- Theatrical release poster
- Directed by: Ezna Sands
- Written by: Ezna Sands
- Produced by: Monica Ord
- Starring: Dakota Johnson; Mira Sorvino; Theo Ikummaq;
- Cinematography: Luke Geissbuhler; Aaron Krummel; Peter Zeitlinger;
- Edited by: Victor Jory; Jonno Woodford-Robinson;
- Music by: The Newton Brothers
- Production company: Arctica Films
- Distributed by: Spotlight Pictures; Tiberius Film; ARC Entertainment;
- Release date: April 15, 2015;
- Running time: 81 minutes
- Country: United States
- Language: English
- Box office: $490 (Portugal)

= Chloe and Theo =

Chloe and Theo is a 2015 American independent drama film written and directed by Ezna Sands, and starring Dakota Johnson, Mira Sorvino, and Theo Ikummaq.

The film was released in the United States on September 4, 2015, in a limited release, and through video on demand. It received negative reviews and has 6% approval rating on Rotten Tomatoes. This was the last film with Larry King as an actor before his death in January 2021.

== Synopsis ==
A young homeless woman from New York City named Chloe strikes up a friendship with an Arctic Inuk man named Theo who is looking for the Elders of the Southern world to save his people. Chloe joins him in his quest which takes viewers on a journey of heart and humor.

== Production ==
According to Luke Geissbuhler, the American cinematographer, the production was under continuous pressure due to an inexperienced producer. Many of the locations that were scheduled to be used were either poorly managed or altogether cancelled, sometimes on the very day they were due to be shot.

One significant example of this concerned the United Nations building in Manhattan. The U.N. building had agreed to allow filming inside due to long awaited refurbishment about to commence, however, when the unit arrived on the day to begin filming, the director and crew were informed that the producer had failed to follow up and secure/confirm the date for the booking, leaving a sizeable hole in the middle of production. Because of this and other similar instances, the production faced constant changes throughout filming, the result of which meant that only two-thirds of the whole script were actually committed to film.

The difficult and haphazard nature of the production resulted in Ezna Sands leaving the project before they had completed pickups or entered full post-production. The producer then proceeded in recutting, posting and mixing the film to their own satisfaction, leaving Ezna Sands' version of an already incomplete film on the cutting room floor.

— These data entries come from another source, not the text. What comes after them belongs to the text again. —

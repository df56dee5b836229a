use crate::CFR_ITERATIONS;
use crate::N;
use crate::POLICY_MIN;
use crate::RESAMPLE_ATTEMPTS;
use crate::cards::Card;
use crate::cards::Suit;
use crate::cfr::Game;
use crate::cfr::Policy;
use crate::cfr::Profile;
use crate::game::Euchre;
use rand::SeedableRng;
use rand::distr::Distribution;
use rand::distr::weighted::WeightedIndex;
use rand::rngs::SmallRng;

/// the trained seat. each decision gets its own training run: the state
/// is pushed into canonical trump, a batch of determinized deals is
/// traversed from all four perspectives against one shared profile, and
/// a card is drawn from the decision infoset's matched strategy.
///
/// stateless by default, meaning the profile is dropped after every
/// decision,
/// trading warm starts for bounded memory. `retain` keeps it across
/// decisions (and deals) instead; with suits canonicalized, infosets
/// learned under one trump transfer to every other.
pub struct CfrPlayer {
    profile: Profile<Euchre>,
    iterations: usize,
    retain: bool,
    rng: SmallRng,
}

impl CfrPlayer {
    pub fn new(iterations: usize) -> Self {
        Self {
            profile: Profile::new(),
            iterations,
            retain: false,
            rng: SmallRng::from_os_rng(),
        }
    }
    pub fn seeded(iterations: usize, seed: u64) -> Self {
        Self {
            rng: SmallRng::seed_from_u64(seed),
            ..Self::new(iterations)
        }
    }
    /// warm-start mode: keep the profile across decisions.
    pub fn retained(mut self) -> Self {
        self.retain = true;
        self
    }

    pub fn act(&mut self, game: &Euchre) -> Card {
        let choices = game.choices();
        if choices.len() == 1 {
            return choices[0];
        }
        let trump = game.trump();
        let root = game.normalized();
        assert!(root.trump() == Suit::Spades, "normalization lands on spades");
        let bucket = root.bucket();
        for _ in 0..self.iterations {
            let sample = self.sample(&root);
            for seat in 0..N {
                self.profile.cfr(seat, sample.clone(), [1.; N]);
            }
        }
        log::debug!(
            "trained {} infosets over {} determinizations",
            self.profile.len(),
            self.iterations,
        );
        let advice = self
            .profile
            .advice(&bucket)
            .expect("decision infoset visited in training");
        let card = self.choose(advice);
        if !self.retain {
            self.profile = Profile::new();
        }
        // back out of the canonical suits, an involution
        card.normalized(trump)
    }

    pub fn end_game(&mut self) {}

    /// redeal the hidden cards, retrying the occasional infeasible draw.
    /// a draw that stays infeasible through the whole budget means the
    /// void constraints are broken, which valid play cannot produce.
    fn sample(&mut self, root: &Euchre) -> Euchre {
        for attempt in 0..RESAMPLE_ATTEMPTS {
            match root.redeal(&mut self.rng) {
                Ok(sample) => return sample,
                Err(error) => log::trace!("redeal attempt {}: {}", attempt, error),
            }
        }
        panic!("no feasible redeal in {} attempts", RESAMPLE_ATTEMPTS)
    }

    fn choose(&mut self, advice: Policy<Card>) -> Card {
        let weights = advice
            .iter()
            .map(|(_, weight)| weight.max(POLICY_MIN))
            .collect::<Vec<_>>();
        let index = WeightedIndex::new(weights)
            .expect("advice is a distribution")
            .sample(&mut self.rng);
        advice[index].0
    }
}

impl Default for CfrPlayer {
    fn default() -> Self {
        Self::new(CFR_ITERATIONS)
    }
}

#[cfg(test)]
mod tests {
    use super::*;
    use crate::cfr::Turn;
    use rand::rngs::SmallRng;

    /// play a seeded deal down to two-card hands, where full traversals
    /// are cheap.
    fn endgame(seed: u64) -> Option<Euchre> {
        let mut rng = SmallRng::seed_from_u64(seed);
        let mut state = Euchre::deal(&mut rng);
        for _ in 0..12 {
            match state.turn() {
                Turn::Choice(_) => state.apply(state.choices()[0]),
                Turn::Terminal => return None,
            }
        }
        match state.turn() {
            Turn::Choice(_) => Some(state),
            Turn::Terminal => None,
        }
    }

    #[test]
    fn returns_a_legal_card() {
        let mut player = CfrPlayer::seeded(8, 53);
        for seed in 0u64..16 {
            let Some(state) = endgame(seed) else { continue };
            let card = player.act(&state);
            assert!(state.choices().contains(&card));
            // stateless mode dropped the profile
            assert!(player.profile.is_empty());
        }
    }

    #[test]
    fn retains_the_profile_in_warm_start_mode() {
        let mut player = CfrPlayer::seeded(8, 59).retained();
        let state = (0u64..16).find_map(endgame).expect("a live endgame");
        let _ = player.act(&state);
        assert!(!player.profile.is_empty());
        let before = player.profile.len();
        let _ = player.act(&state);
        assert!(player.profile.len() >= before);
    }

    #[test]
    fn forced_moves_skip_training() {
        let mut player = CfrPlayer::seeded(8, 61).retained();
        // mid-trick followers are often down to a single legal card
        let state = (0u64..64)
            .find_map(|seed| {
                let mut state = endgame(seed)?;
                for _ in 0..3 {
                    match state.turn() {
                        Turn::Choice(_) if state.choices().len() == 1 => return Some(state),
                        Turn::Choice(_) => state.apply(state.choices()[0]),
                        Turn::Terminal => return None,
                    }
                }
                None
            })
            .expect("a forced endgame");
        let card = player.act(&state);
        assert!(card == state.choices()[0]);
        assert!(player.profile.is_empty());
    }
}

Ezna Sands did not attend any screenings and, according to a podcast in 2023, had yet to see the finished film.

== Release ==
On October 29, 2014, it was announced Spotlight Pictures had acquired worldwide sales to the film. On May 12, 2015, it was announced Tiberus Film would release the film in Germany. The film was scheduled to be released in Germany on October 1, 2015. The film was released in the United Kingdom on June 26, 2015 through video on demand, and in the United States on September 4, 2015 in a limited release and through video on demand.

== Critical reception ==
On Rotten Tomatoes the film has an approval rating of 6% based on 17 reviews. On Metacritic, the film has a score of 24 out of 100 based on nine critics, indicating "generally unfavorable" reviews.

Frank Scheck of The Hollywood Reporter gave the film a negative review, writing, "Ikummaq displays a quiet dignity in his understated performance, even as his character is often reduced to being the butt of silly jokes. But Johnson squanders whatever good will she earned from 50 Shades of Grey, looking apple-pie wholesome as a homeless ex-junkie whose squalid state is suggested only by artful smudges on her cheeks." Garry Garrison of Indiewire also gave the film a D, writing, "The hope left then, is that the intentions were pure. Surely, at some point 'Chloe And Theo' had substance and depth and made a bit more narrative sense (the thing appears to have been hacked from 112 minutes down to a brief 81 minute runtime complete with two voiceovers), but the result here is painful. 'Chloe And Theo' should have been a film about Theo: a complex man taking on an unfamiliar world he is not particularly fond of, with little more than conviction and principle to help him along. Instead, we get another film where a hapless foreigner teaches white people how to better themselves."